## WHAT YOU WILL DO
Gather from the listing below each line that includes the word "RangeInclusive", and copy it.

## DATA FOR THIS TASK
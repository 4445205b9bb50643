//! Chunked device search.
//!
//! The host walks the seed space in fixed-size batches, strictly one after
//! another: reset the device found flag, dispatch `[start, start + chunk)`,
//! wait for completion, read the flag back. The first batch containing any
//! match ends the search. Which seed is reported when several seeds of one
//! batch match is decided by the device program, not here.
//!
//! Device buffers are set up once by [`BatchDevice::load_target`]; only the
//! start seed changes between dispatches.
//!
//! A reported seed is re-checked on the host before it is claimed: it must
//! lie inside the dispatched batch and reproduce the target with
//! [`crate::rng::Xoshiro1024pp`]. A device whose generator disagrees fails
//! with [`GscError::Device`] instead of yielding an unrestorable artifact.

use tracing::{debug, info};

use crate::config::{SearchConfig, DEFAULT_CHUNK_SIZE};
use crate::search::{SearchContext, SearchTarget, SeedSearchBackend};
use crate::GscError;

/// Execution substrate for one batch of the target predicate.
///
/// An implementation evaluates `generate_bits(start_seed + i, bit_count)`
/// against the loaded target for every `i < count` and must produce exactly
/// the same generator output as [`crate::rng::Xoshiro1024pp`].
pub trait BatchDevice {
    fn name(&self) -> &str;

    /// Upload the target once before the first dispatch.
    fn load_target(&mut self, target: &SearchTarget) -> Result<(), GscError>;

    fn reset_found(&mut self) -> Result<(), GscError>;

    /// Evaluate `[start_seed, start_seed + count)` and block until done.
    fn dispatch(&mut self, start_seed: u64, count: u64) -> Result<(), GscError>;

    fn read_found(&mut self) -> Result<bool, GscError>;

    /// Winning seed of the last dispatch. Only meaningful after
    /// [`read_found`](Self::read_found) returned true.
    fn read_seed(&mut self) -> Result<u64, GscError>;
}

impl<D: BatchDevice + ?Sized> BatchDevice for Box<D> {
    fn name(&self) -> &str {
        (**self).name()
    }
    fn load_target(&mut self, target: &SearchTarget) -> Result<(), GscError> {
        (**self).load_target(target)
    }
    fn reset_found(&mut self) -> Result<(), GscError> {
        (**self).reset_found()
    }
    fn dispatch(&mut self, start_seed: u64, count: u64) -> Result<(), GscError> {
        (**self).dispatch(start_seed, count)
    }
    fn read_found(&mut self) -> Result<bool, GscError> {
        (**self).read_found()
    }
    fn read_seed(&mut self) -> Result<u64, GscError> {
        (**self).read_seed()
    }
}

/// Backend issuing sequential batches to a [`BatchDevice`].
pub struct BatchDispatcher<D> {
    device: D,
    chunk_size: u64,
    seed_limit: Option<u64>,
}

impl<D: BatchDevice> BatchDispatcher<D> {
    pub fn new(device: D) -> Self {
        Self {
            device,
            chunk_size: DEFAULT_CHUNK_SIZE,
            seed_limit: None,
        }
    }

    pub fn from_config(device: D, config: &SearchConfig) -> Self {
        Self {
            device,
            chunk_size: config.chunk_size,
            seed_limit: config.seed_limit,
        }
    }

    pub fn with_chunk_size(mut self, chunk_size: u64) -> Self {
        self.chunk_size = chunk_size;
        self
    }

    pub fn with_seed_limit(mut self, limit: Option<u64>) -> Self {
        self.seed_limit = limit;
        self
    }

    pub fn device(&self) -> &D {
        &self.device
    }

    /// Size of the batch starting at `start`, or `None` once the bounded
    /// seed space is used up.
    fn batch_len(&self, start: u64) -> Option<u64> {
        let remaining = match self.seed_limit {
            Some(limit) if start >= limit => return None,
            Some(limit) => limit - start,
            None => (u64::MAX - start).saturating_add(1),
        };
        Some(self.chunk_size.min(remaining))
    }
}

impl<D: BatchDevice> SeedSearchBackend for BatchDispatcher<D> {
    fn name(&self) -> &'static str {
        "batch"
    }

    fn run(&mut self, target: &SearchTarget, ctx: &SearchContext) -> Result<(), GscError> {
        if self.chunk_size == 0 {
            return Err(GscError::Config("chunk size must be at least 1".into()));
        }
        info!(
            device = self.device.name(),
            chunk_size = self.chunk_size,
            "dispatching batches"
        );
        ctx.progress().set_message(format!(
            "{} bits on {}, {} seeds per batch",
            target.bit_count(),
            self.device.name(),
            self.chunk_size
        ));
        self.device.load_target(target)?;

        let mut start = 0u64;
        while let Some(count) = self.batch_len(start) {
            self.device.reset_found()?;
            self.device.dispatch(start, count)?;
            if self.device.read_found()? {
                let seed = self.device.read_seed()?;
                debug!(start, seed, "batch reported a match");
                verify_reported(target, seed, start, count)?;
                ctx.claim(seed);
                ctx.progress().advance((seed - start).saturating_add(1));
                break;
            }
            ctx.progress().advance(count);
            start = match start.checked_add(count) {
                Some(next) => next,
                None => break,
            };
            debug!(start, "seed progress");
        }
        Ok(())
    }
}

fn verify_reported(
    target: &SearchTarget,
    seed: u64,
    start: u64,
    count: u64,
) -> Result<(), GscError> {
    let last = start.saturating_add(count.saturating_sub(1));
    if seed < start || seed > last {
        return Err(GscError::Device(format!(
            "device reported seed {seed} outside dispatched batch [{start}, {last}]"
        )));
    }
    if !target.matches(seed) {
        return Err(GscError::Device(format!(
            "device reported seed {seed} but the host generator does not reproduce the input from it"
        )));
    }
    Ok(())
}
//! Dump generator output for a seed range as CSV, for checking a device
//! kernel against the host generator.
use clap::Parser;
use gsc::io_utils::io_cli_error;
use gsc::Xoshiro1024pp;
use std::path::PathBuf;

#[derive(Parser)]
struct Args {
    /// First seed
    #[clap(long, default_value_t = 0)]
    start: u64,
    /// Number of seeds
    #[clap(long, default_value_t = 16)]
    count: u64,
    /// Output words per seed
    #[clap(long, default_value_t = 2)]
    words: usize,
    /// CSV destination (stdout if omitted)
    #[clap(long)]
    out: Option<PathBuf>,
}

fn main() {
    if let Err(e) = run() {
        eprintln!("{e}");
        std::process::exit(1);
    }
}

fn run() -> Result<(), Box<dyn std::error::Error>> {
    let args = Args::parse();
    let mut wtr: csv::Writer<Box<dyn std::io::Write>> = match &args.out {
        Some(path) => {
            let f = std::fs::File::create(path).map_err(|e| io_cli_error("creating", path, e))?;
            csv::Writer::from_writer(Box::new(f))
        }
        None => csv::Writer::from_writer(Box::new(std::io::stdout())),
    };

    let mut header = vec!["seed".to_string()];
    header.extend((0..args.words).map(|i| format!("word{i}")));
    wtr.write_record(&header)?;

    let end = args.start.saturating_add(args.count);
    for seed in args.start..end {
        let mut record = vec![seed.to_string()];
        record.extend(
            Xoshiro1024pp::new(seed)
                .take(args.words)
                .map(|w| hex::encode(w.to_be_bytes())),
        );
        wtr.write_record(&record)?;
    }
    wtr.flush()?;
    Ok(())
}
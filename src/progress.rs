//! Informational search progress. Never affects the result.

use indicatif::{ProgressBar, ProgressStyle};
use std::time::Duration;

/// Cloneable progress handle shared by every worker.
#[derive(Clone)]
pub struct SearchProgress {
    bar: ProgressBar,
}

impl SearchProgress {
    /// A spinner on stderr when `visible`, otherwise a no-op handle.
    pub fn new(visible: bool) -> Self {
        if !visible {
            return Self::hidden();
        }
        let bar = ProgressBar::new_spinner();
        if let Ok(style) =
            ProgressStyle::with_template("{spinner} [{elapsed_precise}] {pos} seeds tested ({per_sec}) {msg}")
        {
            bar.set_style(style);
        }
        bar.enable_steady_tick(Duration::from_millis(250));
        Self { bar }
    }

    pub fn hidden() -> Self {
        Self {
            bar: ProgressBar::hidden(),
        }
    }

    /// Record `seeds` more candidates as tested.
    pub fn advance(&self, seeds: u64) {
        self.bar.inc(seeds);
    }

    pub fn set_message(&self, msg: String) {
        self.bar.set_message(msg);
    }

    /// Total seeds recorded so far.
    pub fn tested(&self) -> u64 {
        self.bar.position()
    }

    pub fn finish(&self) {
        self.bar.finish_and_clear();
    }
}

...

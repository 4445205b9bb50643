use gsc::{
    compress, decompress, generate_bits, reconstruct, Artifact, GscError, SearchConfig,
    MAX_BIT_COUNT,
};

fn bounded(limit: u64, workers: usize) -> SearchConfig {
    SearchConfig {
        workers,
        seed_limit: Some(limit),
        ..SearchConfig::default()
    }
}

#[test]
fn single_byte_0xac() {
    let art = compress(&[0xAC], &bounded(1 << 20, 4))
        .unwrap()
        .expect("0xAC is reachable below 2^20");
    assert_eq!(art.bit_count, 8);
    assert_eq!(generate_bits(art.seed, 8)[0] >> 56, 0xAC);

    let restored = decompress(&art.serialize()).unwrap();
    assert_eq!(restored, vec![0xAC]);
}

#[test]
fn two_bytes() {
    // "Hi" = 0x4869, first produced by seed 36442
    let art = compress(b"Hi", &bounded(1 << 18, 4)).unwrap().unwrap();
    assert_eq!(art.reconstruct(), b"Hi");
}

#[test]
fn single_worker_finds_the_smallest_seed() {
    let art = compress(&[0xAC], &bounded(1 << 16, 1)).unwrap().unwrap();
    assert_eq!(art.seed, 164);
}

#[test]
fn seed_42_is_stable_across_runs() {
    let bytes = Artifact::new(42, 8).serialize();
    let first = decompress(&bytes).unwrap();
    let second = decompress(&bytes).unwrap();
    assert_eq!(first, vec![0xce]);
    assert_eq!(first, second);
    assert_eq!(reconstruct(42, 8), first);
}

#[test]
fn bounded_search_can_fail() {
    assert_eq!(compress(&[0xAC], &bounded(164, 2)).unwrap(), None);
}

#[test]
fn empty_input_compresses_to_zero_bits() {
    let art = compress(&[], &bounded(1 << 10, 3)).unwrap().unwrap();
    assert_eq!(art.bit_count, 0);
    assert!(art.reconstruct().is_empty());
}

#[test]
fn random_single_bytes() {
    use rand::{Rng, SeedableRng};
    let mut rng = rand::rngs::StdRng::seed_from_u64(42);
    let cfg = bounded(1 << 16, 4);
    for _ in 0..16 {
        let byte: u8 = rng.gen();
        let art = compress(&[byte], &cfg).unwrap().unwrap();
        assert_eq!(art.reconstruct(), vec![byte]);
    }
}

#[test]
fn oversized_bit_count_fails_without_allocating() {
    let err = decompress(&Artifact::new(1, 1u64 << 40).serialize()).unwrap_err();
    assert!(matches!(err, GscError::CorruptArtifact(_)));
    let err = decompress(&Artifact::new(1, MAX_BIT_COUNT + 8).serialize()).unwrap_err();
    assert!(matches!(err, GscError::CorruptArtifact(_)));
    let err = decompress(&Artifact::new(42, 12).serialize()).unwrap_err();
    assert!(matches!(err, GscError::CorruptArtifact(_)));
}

...

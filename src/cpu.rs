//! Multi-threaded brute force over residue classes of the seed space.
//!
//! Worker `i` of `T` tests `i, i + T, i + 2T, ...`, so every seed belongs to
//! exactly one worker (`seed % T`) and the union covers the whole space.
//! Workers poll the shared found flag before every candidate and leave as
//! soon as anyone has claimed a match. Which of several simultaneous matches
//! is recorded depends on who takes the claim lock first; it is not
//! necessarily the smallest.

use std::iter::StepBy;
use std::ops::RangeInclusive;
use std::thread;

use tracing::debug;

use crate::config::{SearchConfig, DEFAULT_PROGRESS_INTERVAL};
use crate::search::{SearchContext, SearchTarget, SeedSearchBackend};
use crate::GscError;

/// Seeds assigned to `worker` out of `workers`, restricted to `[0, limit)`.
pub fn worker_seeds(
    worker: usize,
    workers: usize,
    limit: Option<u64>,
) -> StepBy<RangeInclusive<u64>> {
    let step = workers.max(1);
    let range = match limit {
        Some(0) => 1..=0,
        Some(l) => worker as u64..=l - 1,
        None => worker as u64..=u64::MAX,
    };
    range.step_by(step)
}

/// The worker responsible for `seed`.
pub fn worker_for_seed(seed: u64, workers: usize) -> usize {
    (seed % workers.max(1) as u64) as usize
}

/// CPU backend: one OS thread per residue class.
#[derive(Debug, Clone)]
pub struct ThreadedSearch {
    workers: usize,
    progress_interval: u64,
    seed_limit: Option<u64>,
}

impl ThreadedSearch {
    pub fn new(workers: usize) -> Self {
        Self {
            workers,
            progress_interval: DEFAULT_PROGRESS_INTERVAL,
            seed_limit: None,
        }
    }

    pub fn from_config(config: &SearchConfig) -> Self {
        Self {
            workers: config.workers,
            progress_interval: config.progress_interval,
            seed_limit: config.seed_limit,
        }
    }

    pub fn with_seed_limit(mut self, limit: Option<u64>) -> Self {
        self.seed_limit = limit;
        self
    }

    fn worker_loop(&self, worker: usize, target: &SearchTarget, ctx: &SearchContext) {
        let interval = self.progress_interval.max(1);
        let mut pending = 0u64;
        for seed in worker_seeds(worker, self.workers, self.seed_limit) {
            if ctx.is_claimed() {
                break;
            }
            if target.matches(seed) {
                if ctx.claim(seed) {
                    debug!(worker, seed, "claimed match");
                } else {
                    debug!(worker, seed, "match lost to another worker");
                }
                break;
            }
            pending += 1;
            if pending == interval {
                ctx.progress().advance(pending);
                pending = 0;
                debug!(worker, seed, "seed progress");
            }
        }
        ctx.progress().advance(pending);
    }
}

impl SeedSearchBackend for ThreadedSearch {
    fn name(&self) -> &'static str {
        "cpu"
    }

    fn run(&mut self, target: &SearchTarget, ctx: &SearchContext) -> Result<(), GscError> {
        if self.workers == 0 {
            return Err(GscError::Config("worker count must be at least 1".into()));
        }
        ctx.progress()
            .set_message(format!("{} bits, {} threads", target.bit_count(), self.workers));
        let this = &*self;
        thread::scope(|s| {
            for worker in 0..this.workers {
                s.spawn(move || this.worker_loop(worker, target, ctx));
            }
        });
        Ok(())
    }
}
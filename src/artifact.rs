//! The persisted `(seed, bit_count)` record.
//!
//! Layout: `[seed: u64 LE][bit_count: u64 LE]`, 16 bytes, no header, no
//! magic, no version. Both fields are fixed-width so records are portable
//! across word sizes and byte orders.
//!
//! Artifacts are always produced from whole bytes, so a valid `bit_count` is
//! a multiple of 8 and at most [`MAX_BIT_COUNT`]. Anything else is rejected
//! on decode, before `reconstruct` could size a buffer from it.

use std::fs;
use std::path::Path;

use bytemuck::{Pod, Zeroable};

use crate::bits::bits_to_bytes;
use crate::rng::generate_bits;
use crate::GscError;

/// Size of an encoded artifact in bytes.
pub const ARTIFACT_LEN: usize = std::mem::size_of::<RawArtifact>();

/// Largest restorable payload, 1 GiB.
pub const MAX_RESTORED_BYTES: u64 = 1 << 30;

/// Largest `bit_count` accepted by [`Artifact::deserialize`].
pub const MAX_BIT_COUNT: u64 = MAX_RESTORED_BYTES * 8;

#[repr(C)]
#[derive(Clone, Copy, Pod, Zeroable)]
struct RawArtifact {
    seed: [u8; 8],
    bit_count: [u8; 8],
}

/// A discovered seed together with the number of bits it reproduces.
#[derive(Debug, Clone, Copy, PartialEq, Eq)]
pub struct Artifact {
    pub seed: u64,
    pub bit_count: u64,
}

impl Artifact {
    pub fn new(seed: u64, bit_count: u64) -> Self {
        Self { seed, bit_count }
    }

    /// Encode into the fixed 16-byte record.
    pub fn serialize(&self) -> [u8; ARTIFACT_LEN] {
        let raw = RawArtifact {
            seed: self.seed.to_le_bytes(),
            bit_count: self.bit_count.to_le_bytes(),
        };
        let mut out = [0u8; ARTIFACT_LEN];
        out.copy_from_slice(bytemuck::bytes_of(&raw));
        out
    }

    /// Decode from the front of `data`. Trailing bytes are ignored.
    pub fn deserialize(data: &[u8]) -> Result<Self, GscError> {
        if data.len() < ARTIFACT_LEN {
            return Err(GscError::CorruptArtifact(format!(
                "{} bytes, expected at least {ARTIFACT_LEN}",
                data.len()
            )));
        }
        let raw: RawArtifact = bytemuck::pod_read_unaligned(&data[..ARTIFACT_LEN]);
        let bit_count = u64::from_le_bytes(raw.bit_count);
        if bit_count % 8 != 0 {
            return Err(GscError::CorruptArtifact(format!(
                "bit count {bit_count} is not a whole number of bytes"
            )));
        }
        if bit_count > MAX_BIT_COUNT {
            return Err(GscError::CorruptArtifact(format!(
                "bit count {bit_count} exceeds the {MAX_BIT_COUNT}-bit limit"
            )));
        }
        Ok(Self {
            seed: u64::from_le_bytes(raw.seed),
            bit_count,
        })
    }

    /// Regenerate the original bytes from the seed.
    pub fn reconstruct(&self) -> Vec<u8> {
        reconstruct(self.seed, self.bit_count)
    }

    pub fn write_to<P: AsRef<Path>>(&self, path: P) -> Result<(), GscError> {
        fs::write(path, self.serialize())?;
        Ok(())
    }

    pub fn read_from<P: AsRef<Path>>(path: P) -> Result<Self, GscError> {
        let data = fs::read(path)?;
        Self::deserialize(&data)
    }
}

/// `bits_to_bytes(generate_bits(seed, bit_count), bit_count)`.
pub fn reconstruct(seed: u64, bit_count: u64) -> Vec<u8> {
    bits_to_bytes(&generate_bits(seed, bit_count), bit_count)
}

## ANSWER TO THE EXERCISE
use std::ops::RangeInclusive;
) -> StepBy<RangeInclusive<u64>> {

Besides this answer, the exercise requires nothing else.